- [Task]: Which lines of the entries below contain the string "SpeechStage"? Copy each one.

Start of Material shown

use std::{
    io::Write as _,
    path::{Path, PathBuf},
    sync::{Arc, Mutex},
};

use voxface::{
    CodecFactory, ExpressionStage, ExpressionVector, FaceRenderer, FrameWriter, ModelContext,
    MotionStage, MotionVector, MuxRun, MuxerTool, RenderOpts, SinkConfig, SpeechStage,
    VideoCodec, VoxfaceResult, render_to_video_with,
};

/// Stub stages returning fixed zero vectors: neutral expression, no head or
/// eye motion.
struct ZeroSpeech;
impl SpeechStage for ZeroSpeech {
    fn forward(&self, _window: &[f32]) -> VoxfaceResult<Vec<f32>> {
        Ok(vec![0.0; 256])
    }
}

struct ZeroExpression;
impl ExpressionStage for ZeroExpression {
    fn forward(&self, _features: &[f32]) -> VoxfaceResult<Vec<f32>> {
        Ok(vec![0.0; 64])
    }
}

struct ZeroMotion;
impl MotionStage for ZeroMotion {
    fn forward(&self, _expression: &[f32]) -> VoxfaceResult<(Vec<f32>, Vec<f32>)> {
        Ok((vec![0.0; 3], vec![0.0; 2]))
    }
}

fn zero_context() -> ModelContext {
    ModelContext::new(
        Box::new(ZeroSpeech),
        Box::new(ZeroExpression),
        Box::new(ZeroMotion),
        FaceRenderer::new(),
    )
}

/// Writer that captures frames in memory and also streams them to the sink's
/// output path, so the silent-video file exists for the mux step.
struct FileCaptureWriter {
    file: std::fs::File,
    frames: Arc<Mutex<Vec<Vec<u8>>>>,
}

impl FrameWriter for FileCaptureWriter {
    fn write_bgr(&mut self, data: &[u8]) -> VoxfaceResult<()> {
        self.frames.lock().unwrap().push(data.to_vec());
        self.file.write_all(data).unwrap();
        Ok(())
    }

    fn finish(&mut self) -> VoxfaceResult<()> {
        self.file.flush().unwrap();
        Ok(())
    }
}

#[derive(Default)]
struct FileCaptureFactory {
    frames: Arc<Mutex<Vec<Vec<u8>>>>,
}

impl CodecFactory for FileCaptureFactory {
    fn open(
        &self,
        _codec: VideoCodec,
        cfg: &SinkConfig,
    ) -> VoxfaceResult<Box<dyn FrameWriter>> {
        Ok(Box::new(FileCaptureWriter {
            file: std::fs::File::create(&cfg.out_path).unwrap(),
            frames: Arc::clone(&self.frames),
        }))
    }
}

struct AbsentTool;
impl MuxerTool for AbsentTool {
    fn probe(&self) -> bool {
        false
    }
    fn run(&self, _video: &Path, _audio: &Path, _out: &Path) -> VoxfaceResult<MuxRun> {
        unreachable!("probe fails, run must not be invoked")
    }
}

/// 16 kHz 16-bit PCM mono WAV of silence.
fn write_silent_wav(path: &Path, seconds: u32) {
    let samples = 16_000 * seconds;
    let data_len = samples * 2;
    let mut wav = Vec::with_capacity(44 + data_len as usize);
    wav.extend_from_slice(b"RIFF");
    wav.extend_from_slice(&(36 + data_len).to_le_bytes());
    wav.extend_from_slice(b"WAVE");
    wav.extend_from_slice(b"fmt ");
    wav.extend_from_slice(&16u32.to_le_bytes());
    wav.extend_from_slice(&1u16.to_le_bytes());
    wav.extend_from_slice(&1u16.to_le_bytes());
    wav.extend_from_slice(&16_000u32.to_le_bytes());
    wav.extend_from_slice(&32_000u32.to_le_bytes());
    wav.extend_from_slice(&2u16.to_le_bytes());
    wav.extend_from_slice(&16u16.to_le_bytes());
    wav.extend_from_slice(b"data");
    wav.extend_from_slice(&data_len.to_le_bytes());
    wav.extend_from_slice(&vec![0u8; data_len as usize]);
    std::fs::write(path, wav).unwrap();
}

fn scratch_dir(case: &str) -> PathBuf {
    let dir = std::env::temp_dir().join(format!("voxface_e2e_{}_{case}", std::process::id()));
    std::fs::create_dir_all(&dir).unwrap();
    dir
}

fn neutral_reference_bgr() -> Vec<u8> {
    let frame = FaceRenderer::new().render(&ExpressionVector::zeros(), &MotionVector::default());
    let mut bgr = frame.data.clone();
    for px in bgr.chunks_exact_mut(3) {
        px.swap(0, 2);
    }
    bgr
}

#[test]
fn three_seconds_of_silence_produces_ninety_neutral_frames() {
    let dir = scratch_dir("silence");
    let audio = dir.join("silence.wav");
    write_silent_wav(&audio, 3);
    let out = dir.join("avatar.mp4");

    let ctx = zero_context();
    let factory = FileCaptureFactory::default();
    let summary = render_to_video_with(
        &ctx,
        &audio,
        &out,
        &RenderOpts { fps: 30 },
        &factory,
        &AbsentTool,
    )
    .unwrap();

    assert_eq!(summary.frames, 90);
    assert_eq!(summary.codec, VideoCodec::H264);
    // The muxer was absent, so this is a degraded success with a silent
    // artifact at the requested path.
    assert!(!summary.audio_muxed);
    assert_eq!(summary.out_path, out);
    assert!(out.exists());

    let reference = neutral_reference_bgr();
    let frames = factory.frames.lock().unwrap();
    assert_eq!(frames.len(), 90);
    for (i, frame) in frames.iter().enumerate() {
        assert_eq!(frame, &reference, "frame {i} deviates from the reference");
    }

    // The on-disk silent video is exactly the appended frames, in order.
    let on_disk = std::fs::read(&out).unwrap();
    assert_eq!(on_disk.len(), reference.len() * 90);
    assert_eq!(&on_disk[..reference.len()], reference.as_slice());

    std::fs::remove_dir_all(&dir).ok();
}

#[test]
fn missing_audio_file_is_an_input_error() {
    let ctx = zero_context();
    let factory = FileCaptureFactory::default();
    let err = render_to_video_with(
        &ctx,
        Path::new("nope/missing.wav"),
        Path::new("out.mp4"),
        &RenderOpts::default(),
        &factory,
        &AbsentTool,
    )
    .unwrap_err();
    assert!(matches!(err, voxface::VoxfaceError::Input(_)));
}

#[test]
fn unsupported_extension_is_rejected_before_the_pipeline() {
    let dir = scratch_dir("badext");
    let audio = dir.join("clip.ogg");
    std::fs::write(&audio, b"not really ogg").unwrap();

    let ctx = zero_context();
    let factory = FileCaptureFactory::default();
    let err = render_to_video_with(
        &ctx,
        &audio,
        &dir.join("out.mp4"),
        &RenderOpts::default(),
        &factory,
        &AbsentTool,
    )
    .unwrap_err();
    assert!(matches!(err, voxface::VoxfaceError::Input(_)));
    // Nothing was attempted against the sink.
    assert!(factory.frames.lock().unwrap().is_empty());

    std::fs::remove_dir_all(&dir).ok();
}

End of Material shown
Start of Material shown

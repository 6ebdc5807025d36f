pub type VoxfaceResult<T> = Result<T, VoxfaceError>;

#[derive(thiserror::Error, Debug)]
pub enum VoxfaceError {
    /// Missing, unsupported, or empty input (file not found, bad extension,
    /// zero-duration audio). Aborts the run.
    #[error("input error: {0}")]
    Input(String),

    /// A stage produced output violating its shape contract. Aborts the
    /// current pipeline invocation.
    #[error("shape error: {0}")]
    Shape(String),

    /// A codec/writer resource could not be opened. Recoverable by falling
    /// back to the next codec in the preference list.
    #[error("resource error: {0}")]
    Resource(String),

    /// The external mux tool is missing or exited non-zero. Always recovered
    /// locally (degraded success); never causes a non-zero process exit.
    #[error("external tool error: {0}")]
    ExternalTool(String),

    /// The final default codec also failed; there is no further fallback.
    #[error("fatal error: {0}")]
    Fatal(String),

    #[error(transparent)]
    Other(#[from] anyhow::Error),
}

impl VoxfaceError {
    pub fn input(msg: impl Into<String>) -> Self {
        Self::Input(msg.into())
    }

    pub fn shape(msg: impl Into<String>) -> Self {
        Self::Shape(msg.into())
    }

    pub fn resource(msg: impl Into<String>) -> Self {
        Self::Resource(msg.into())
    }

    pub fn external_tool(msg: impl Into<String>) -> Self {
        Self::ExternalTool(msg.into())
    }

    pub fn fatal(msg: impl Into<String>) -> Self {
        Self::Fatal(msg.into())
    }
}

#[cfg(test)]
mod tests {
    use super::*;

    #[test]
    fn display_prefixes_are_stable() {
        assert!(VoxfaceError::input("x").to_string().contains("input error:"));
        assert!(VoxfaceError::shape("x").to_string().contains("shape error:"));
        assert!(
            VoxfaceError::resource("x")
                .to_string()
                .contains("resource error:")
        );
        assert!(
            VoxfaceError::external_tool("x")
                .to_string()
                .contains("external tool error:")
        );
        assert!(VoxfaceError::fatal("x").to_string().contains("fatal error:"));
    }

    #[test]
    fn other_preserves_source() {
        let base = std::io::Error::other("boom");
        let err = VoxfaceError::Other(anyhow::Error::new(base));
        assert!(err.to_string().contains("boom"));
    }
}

End of Material shown
Start of Material shown

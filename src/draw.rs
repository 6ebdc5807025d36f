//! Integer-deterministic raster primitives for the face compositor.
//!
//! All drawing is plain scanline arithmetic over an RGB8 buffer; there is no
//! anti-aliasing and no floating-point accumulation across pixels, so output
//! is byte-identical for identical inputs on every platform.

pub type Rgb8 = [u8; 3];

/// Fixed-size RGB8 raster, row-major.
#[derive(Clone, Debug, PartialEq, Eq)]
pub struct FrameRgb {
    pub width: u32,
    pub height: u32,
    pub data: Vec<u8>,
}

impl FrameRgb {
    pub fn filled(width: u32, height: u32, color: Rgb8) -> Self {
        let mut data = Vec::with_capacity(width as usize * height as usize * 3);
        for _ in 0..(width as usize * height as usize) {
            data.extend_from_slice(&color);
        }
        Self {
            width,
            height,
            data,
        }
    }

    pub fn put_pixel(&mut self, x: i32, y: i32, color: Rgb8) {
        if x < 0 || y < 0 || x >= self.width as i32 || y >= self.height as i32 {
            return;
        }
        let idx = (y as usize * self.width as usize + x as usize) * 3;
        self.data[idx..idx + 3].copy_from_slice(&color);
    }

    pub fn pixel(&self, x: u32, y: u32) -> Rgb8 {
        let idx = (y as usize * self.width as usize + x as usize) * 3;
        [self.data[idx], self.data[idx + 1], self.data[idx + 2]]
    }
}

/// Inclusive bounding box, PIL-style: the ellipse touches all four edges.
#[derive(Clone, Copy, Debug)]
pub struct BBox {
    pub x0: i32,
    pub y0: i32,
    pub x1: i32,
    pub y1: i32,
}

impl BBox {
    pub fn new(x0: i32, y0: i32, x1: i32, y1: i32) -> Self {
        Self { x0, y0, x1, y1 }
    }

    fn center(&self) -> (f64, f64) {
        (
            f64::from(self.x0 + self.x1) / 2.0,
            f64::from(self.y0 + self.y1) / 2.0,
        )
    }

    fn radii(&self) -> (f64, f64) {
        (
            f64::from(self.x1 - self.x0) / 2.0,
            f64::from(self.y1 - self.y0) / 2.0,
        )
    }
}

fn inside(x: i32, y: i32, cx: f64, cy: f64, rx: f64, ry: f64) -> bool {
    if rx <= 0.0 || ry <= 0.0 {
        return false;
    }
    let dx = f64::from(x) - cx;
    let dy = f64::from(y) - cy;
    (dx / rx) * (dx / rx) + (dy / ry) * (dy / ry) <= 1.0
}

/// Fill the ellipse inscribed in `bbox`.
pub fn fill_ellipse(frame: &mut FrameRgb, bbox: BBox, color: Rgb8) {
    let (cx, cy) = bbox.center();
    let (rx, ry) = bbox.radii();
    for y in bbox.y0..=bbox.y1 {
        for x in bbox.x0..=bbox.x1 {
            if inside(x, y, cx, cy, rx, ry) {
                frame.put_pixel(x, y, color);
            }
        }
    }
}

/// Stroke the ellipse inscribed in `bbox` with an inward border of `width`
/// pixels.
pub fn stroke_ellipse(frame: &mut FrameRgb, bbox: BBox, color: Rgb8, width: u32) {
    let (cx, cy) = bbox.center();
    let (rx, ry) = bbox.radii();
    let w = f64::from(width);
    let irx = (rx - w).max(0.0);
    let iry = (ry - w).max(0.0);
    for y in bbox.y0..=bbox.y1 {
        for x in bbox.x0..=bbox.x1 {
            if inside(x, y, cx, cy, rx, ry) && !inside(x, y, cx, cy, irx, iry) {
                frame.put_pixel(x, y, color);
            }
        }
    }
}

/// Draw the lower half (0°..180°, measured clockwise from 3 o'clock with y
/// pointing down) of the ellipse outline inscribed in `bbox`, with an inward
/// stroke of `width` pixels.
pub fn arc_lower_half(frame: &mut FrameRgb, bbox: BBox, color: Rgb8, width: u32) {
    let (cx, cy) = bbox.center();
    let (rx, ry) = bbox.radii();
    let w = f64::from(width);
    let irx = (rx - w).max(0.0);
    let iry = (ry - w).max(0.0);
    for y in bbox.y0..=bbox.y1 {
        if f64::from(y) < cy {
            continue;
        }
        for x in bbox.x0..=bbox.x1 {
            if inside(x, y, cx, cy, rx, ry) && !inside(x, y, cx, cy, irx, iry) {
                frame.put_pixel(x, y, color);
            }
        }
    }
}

End of Material shown

- [Solution to this exercise]:
    MotionStage, MotionVector, MuxRun, MuxerTool, RenderOpts, SinkConfig, SpeechStage,
impl SpeechStage for ZeroSpeech {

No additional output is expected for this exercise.